A Good Day to Die Hard is a lot like trying to get stuff done in real life. You can never really be sure what’s going on. Somebody tells you that the secret file is the key, but do they really know what they’re talking about? What if they have an agenda of their own?

A pivotal point in the plot is when John and Jack meet up with Komarov’s daughter, Irina. They’re in a grand hotel in the city. Irina will provide them with a key to the vault which contains the (non-existent) file. The file will exonerate both Jack and Irina’s father Komarov, as well as incriminating Chagarin. So why is Irina acting so shifty…? John McClane trusts his instincts and just knows that Irina’s shifty behaviour is not right. That her motives must somehow be off. This gives them vital seconds to escape the devastating gunfire that rips through the hotel ballroom’s windows.

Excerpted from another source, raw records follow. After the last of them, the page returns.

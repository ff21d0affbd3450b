//! SQLite backend against real files.

use std::sync::Arc;

use math_service::algorithms::{factorial, fibonacci};
use math_service::db::{CalculationRepository, SqliteConfig, SqliteRepository, StatisticsRepository};
use math_service::models::{
    CalculationInput, CalculationResult, NewCalculation, Operation, PowerInput, SequenceInput,
};

fn open(dir: &tempfile::TempDir) -> SqliteRepository {
    let path = dir.path().join("math_calculations.db");
    SqliteRepository::new(SqliteConfig::with_url(path.to_string_lossy())).unwrap()
}

fn fibonacci_calc(n: i64) -> NewCalculation {
    NewCalculation {
        input_data: CalculationInput::Fibonacci(SequenceInput { n }),
        result: CalculationResult::Integer(fibonacci(n).unwrap()),
        execution_time_ms: 0.01,
        timestamp: chrono::Utc::now().to_rfc3339(),
    }
}

#[tokio::test]
async fn recent_returns_newest_first_capped_at_limit() {
    let dir = tempfile::tempdir().unwrap();
    let repo = open(&dir);

    for n in 0..60 {
        repo.append_calculation(&fibonacci_calc(n)).await.unwrap();
    }

    let recent = repo.recent_calculations(50).await.unwrap();
    assert_eq!(recent.len(), 50);
    assert_eq!(recent[0].input_data, CalculationInput::Fibonacci(SequenceInput { n: 59 }));
    assert!(recent.windows(2).all(|w| w[0].id > w[1].id));

    let stats = repo.operation_stats().await.unwrap();
    assert_eq!(stats.total_calculations, 60);
    assert_eq!(stats.operations_count[&Operation::Fibonacci], 60);
}

#[tokio::test]
async fn records_round_trip_exactly() {
    let dir = tempfile::tempdir().unwrap();
    let repo = open(&dir);

    let power = NewCalculation {
        input_data: CalculationInput::Power(PowerInput {
            base: 1.5,
            exponent: -2.25,
        }),
        result: CalculationResult::Float(1.5f64.powf(-2.25)),
        execution_time_ms: 0.12,
        timestamp: "2024-06-01T12:00:00+00:00".to_string(),
    };
    let fact = NewCalculation {
        input_data: CalculationInput::Factorial(SequenceInput { n: 100 }),
        result: CalculationResult::Integer(factorial(100).unwrap()),
        execution_time_ms: 0.3,
        timestamp: "2024-06-01T12:00:01+00:00".to_string(),
    };

    repo.append_calculation(&power).await.unwrap();
    repo.append_calculation(&fact).await.unwrap();

    let recent = repo.recent_calculations(10).await.unwrap();
    assert_eq!(recent[0].input_data, fact.input_data);
    assert_eq!(recent[0].result, fact.result);
    assert_eq!(recent[1].input_data, power.input_data);
    assert_eq!(recent[1].result, power.result);
    assert_eq!(recent[1].timestamp, power.timestamp);
    assert_eq!(recent[1].execution_time_ms, 0.12);
}

#[tokio::test]
async fn concurrent_appends_all_land_with_unique_ids() {
    let dir = tempfile::tempdir().unwrap();
    let repo = Arc::new(open(&dir));

    let mut tasks = Vec::new();
    for n in 0..32 {
        let repo = Arc::clone(&repo);
        tasks.push(tokio::spawn(async move {
            repo.append_calculation(&fibonacci_calc(n)).await
        }));
    }

    let mut ids = Vec::new();
    for task in tasks {
        ids.push(task.await.unwrap().unwrap().id);
    }
    ids.sort();
    ids.dedup();
    assert_eq!(ids.len(), 32);
    assert_eq!(repo.count_calculations().await.unwrap(), 32);
}

#[tokio::test]
async fn clear_empties_history_and_stats() {
    let dir = tempfile::tempdir().unwrap();
    let repo = open(&dir);
    for n in 0..3 {
        repo.append_calculation(&fibonacci_calc(n)).await.unwrap();
    }

    assert_eq!(repo.clear_calculations().await.unwrap(), 3);
    assert!(repo.recent_calculations(50).await.unwrap().is_empty());

    let stats = repo.operation_stats().await.unwrap();
    assert_eq!(stats.total_calculations, 0);
    assert!(stats.operations_count.is_empty());

    // Ids keep increasing after a clear.
    let next = repo.append_calculation(&fibonacci_calc(1)).await.unwrap();
    assert!(next.id.value() > 3);
}

#[test]
fn unopenable_path_is_a_connection_error() {
    let dir = tempfile::tempdir().unwrap();
    let blocker = dir.path().join("not_a_dir");
    std::fs::write(&blocker, b"file").unwrap();

    let path = blocker.join("calc.db");
    let err = SqliteRepository::new(SqliteConfig::with_url(path.to_string_lossy()))
        .err()
        .unwrap();
    assert!(err.is_unavailable());
}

It’s this point which for me is the big lesson in getting stuff done from Die Hard 5:

When you’re trying to get stuff done, people around you will promise one thing and do another. Their motives will be different from yours. Most of the time, they’re not acting against you (unless you’re John McClane), it’s just that they’ve also got an agenda, stuff that they need to get done too. Trust your instincts to know when this is happening and deal with it in as straight-forward a way as possible.

Yippee ki-yay people; go get stuff done.